> _WHAT THE TASK ASKS_
Across the listing below, count the lines holding "Message". State the number and nothing more.
* * *
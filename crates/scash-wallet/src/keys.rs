//! Deterministic derivation of the wallet's single signing key.
//!
//! mnemonic → BIP-39 seed → BIP-32 master → `m/84'/0'/0'/0/0`. The same
//! mnemonic always yields the same key and address for a given
//! [`NetworkParams`].

use std::fmt;
use std::str::FromStr;

use bitcoin::CompressedPublicKey;
use bitcoin::NetworkKind;
use bitcoin::bip32::{ChildNumber, DerivationPath, Xpriv, Xpub};
use bitcoin::secp256k1::ecdsa::Signature;
use bitcoin::secp256k1::{Message, PublicKey, Secp256k1, SecretKey};
use zeroize::Zeroizing;

use scash_core::address::Address;
use scash_core::constants::DERIVATION_PATH;
use scash_core::error::CryptoError;
use scash_core::network::NetworkParams;
use scash_core::traits::InputSigner;

use crate::error::WalletError;
use crate::mnemonic::mnemonic_to_seed;

/// Depth of the account node within [`DERIVATION_PATH`].
const ACCOUNT_DEPTH: usize = 3;

/// WIF suffix marking a compressed public key.
const WIF_COMPRESSED: u8 = 0x01;

/// The wallet's signing key.
///
/// Owned by a single signing flow and dropped afterwards; the secret is
/// erased on drop.
pub struct SigningKey {
    secret: SecretKey,
    public: CompressedPublicKey,
    address: Address,
    account_xpub: Xpub,
    params: NetworkParams,
}

impl SigningKey {
    /// Derive the key for a 12-word mnemonic.
    pub fn derive(mnemonic: &str, params: &NetworkParams) -> Result<Self, WalletError> {
        let seed = mnemonic_to_seed(mnemonic)?;
        Self::from_seed(seed.as_ref(), params)
    }

    /// Derive the key from a raw BIP-39 seed.
    pub fn from_seed(seed: &[u8], params: &NetworkParams) -> Result<Self, WalletError> {
        let secp = Secp256k1::new();
        let path = DerivationPath::from_str(DERIVATION_PATH)
            .map_err(|e| WalletError::KeyDerivation(e.to_string()))?;
        let children: &[ChildNumber] = path.as_ref();
        let (account_path, leaf_path) = children.split_at(ACCOUNT_DEPTH);

        let mut master = Xpriv::new_master(NetworkKind::Main, seed)
            .map_err(|e| WalletError::KeyDerivation(e.to_string()))?;
        let mut account = master
            .derive_priv(&secp, &account_path)
            .map_err(|e| WalletError::KeyDerivation(e.to_string()))?;
        let mut leaf = account
            .derive_priv(&secp, &leaf_path)
            .map_err(|e| WalletError::KeyDerivation(e.to_string()))?;

        let account_xpub = Xpub::from_priv(&secp, &account);
        let secret = leaf.private_key;
        let public = CompressedPublicKey(PublicKey::from_secret_key(&secp, &secret));
        let address = Address::p2wpkh(&public, params)?;

        master.private_key.non_secure_erase();
        account.private_key.non_secure_erase();
        leaf.private_key.non_secure_erase();

        Ok(Self {
            secret,
            public,
            address,
            account_xpub,
            params: params.clone(),
        })
    }

    /// Compressed public key.
    pub fn public_key(&self) -> CompressedPublicKey {
        self.public
    }

    /// P2WPKH receive address.
    pub fn address(&self) -> Address {
        self.address.clone()
    }

    /// Wallet import format string, using the network's WIF version byte.
    pub fn to_wif(&self) -> Zeroizing<String> {
        let mut payload = Zeroizing::new(Vec::with_capacity(34));
        payload.push(self.params.wif);
        payload.extend_from_slice(&self.secret.secret_bytes());
        payload.push(WIF_COMPRESSED);
        Zeroizing::new(bs58::encode(payload.as_slice()).with_check().into_string())
    }

    /// Base58 account-level (`m/84'/0'/0'`) extended public key, using the
    /// network's BIP-32 public version bytes.
    pub fn account_xpub(&self) -> String {
        let mut bytes = self.account_xpub.encode();
        bytes[..4].copy_from_slice(&self.params.bip32.public.to_be_bytes());
        bs58::encode(bytes).with_check().into_string()
    }

    /// Sign a 32-byte digest.
    pub fn sign(&self, digest: [u8; 32]) -> Signature {
        let secp = Secp256k1::signing_only();
        secp.sign_ecdsa(&Message::from_digest(digest), &self.secret)
    }
}

impl InputSigner for SigningKey {
    fn public_key(&self) -> CompressedPublicKey {
        self.public
    }

    fn sign_digest(&self, digest: [u8; 32]) -> Result<Signature, CryptoError> {
        Ok(self.sign(digest))
    }
}

impl Drop for SigningKey {
    fn drop(&mut self) {
        self.secret.non_secure_erase();
    }
}

impl fmt::Debug for SigningKey {
    fn fmt(&self, f: &mut fmt::Formatter<'_>) -> fmt::Result {
        f.debug_struct("SigningKey")
            .field("network", &self.params.network)
            .field("public", &self.public)
            .field("secret", &"[REDACTED]")
            .finish()
    }
}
* * *
> _THE ANSWER_
2